#### SUPPLIED RECORDS
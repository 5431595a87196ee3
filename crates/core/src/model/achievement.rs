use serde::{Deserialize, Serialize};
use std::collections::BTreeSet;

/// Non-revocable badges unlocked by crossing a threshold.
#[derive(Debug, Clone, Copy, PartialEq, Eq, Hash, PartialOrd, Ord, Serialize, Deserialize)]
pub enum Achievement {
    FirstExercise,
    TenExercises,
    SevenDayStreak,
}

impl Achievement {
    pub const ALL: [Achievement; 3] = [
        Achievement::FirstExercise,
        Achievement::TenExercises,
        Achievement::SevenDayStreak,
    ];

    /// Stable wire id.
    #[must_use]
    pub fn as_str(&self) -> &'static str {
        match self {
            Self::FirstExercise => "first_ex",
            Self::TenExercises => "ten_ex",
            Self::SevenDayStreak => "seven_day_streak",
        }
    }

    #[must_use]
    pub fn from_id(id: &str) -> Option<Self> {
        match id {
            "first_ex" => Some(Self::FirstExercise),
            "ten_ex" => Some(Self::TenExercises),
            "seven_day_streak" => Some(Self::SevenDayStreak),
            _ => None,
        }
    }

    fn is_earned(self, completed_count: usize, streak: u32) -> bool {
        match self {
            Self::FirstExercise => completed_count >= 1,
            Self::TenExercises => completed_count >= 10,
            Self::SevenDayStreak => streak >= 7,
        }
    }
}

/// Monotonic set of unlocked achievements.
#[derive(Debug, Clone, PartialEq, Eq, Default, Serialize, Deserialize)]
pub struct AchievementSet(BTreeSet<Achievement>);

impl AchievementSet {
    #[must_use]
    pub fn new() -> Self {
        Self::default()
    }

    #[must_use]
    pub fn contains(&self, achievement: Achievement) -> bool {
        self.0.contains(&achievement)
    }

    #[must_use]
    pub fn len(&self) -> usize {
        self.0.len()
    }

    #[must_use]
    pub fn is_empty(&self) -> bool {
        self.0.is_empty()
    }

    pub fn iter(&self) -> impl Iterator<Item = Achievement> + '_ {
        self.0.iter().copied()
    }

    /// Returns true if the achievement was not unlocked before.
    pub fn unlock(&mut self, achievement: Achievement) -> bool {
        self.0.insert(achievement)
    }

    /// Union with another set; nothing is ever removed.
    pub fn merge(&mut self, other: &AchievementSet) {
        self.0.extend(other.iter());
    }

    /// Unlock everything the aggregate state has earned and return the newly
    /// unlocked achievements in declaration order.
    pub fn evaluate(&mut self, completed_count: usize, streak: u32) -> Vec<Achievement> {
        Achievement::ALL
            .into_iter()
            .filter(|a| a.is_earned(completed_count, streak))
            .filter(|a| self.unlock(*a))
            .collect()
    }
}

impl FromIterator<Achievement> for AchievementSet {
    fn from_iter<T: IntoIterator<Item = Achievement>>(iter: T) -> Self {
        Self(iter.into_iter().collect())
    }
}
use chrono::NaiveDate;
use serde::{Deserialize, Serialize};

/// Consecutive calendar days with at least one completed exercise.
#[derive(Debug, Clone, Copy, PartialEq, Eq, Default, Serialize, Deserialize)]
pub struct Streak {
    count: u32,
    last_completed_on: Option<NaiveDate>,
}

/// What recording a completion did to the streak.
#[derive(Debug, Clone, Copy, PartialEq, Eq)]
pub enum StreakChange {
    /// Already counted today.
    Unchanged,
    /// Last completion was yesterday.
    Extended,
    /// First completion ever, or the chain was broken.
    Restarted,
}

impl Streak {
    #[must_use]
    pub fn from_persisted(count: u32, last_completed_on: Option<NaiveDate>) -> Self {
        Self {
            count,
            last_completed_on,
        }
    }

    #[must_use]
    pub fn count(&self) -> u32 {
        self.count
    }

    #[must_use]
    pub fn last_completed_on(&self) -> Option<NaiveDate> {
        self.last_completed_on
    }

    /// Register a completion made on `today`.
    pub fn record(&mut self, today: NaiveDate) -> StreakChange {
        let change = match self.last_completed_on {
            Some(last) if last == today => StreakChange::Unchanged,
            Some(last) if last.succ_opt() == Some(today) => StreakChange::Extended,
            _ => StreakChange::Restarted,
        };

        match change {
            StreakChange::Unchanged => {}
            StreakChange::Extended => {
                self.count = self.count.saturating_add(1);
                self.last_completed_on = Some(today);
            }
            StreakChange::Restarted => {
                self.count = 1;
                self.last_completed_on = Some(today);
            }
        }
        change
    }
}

#### WORK TASK
Scan the entries above for the word "TenExercises" and collect each line holding it.

#### EXERCISE RESULT
    TenExercises,
        Achievement::TenExercises,
            Self::TenExercises => "ten_ex",
            "ten_ex" => Some(Self::TenExercises),
            Self::TenExercises => completed_count >= 10,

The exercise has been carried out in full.